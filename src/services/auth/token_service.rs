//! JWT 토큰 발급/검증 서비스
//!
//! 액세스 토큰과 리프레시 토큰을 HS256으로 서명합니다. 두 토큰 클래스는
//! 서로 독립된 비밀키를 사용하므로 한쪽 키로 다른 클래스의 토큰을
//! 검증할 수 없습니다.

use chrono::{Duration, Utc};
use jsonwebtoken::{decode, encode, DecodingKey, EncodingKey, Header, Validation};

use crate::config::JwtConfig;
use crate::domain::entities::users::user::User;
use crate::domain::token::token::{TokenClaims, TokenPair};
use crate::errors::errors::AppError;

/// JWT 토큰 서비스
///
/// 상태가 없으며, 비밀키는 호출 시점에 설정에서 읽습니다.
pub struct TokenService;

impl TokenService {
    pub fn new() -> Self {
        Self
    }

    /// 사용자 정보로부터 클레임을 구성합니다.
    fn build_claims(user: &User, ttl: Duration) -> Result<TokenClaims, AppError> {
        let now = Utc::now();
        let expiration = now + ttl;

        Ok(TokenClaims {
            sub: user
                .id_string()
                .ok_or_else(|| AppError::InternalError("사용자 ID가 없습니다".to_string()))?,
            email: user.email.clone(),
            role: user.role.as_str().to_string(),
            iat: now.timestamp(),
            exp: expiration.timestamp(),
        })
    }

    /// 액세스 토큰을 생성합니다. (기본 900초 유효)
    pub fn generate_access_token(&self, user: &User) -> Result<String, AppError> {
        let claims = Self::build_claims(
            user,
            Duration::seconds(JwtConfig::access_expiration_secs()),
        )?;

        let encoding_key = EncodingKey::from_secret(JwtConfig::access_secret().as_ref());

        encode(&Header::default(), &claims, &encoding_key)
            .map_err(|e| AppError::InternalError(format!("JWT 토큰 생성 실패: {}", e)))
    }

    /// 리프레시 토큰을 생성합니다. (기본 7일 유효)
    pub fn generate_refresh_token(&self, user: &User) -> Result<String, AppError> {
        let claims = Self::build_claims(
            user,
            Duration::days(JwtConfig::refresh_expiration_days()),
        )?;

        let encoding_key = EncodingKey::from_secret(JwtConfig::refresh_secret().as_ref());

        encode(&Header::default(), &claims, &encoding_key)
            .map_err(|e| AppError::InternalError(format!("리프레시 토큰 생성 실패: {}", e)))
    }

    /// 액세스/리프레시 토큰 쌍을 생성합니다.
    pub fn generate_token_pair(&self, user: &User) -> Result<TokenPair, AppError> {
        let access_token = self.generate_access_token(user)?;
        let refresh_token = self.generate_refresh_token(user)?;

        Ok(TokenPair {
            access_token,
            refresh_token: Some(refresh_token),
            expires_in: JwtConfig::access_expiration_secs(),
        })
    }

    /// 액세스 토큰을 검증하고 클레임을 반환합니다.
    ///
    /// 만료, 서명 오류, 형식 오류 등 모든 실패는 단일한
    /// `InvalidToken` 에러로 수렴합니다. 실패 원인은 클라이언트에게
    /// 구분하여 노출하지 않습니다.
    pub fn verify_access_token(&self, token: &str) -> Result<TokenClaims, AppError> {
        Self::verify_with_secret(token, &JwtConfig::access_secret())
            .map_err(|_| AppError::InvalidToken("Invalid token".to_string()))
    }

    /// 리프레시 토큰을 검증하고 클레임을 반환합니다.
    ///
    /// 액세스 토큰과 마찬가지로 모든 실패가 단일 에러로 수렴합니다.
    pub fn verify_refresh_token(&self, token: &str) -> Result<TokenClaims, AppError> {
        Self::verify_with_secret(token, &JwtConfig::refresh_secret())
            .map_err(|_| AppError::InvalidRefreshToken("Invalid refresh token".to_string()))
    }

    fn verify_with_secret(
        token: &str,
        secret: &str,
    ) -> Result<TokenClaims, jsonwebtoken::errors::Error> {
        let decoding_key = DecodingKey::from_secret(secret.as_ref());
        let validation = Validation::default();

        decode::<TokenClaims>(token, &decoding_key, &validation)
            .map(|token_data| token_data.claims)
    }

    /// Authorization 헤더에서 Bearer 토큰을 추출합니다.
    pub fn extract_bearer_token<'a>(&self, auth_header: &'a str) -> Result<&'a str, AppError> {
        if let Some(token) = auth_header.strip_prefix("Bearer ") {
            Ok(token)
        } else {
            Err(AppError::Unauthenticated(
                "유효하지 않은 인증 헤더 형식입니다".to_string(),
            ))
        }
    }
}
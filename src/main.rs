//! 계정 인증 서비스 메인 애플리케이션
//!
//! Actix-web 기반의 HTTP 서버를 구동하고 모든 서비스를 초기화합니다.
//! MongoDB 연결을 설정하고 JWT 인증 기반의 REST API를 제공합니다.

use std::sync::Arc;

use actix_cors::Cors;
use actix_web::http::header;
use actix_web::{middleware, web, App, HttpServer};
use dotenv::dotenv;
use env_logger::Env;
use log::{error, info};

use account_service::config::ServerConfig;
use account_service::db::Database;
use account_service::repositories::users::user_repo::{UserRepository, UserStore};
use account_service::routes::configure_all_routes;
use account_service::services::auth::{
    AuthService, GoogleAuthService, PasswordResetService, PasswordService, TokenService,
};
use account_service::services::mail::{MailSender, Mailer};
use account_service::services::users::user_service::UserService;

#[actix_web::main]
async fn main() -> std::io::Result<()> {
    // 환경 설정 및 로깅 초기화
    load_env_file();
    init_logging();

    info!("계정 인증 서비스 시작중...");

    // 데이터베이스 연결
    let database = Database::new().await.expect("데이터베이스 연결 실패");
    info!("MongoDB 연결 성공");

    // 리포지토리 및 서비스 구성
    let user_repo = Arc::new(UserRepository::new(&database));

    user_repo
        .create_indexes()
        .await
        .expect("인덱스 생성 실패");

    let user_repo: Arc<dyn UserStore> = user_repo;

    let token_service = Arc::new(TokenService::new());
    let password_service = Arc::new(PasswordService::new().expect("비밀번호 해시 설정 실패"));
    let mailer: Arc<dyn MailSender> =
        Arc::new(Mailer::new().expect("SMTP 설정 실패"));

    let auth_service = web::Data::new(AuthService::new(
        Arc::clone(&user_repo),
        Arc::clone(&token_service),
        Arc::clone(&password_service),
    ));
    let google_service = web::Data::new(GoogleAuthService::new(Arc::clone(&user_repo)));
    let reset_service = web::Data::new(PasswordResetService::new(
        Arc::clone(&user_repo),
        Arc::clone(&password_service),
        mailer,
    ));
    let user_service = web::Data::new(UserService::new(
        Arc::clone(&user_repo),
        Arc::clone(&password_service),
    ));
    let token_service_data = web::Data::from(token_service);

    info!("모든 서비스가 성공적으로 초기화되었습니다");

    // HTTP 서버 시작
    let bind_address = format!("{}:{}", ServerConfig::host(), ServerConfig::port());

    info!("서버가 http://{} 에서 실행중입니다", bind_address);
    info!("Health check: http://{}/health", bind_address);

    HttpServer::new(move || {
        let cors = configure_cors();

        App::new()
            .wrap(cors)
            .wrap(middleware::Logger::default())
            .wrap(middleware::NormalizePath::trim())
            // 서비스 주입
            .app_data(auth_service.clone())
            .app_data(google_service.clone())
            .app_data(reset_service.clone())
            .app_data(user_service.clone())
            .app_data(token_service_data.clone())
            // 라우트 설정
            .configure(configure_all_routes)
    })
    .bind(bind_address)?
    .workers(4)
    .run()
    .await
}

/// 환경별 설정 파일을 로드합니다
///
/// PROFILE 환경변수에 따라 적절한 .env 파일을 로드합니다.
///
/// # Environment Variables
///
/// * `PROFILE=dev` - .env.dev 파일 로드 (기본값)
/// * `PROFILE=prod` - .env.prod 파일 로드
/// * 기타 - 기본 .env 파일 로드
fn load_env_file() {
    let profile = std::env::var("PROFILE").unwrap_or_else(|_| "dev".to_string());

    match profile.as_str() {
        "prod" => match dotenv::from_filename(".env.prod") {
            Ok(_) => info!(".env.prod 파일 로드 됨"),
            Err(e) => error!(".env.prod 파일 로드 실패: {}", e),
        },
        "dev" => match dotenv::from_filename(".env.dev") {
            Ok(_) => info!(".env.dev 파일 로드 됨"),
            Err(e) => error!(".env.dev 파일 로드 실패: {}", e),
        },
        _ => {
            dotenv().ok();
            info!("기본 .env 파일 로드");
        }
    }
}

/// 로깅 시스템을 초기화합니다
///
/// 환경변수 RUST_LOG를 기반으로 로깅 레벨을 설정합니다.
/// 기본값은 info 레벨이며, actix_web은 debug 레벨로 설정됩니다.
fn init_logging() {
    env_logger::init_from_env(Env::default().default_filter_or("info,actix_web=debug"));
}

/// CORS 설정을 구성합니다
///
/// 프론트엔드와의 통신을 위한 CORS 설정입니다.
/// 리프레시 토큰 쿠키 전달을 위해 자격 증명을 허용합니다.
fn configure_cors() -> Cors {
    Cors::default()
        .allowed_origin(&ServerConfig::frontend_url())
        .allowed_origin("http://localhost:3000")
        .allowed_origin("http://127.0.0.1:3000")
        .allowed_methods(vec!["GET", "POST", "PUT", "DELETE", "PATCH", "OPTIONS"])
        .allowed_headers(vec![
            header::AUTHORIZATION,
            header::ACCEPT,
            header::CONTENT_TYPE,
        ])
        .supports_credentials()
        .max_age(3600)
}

※ ※ ※

**EXERCISE OBJECTIVE:** Retype exactly the lines of the data above that fall between the line with "pub fn verify_access_token(&self, token: &str)" and the line with "if let Some(token)", inclusive, and add nothing.

**RESPONSE FOR THIS EXERCISE:**
    pub fn verify_access_token(&self, token: &str) -> Result<TokenClaims, AppError> {
        Self::verify_with_secret(token, &JwtConfig::access_secret())
            .map_err(|_| AppError::InvalidToken("Invalid token".to_string()))
    }

    /// 리프레시 토큰을 검증하고 클레임을 반환합니다.
    ///
    /// 액세스 토큰과 마찬가지로 모든 실패가 단일 에러로 수렴합니다.
    pub fn verify_refresh_token(&self, token: &str) -> Result<TokenClaims, AppError> {
        Self::verify_with_secret(token, &JwtConfig::refresh_secret())
            .map_err(|_| AppError::InvalidRefreshToken("Invalid refresh token".to_string()))
    }

    fn verify_with_secret(
        token: &str,
        secret: &str,
    ) -> Result<TokenClaims, jsonwebtoken::errors::Error> {
        let decoding_key = DecodingKey::from_secret(secret.as_ref());
        let validation = Validation::default();

        decode::<TokenClaims>(token, &decoding_key, &validation)
            .map(|token_data| token_data.claims)
    }

    /// Authorization 헤더에서 Bearer 토큰을 추출합니다.
    pub fn extract_bearer_token<'a>(&self, auth_header: &'a str) -> Result<&'a str, AppError> {
        if let Some(token) = auth_header.strip_prefix("Bearer ") {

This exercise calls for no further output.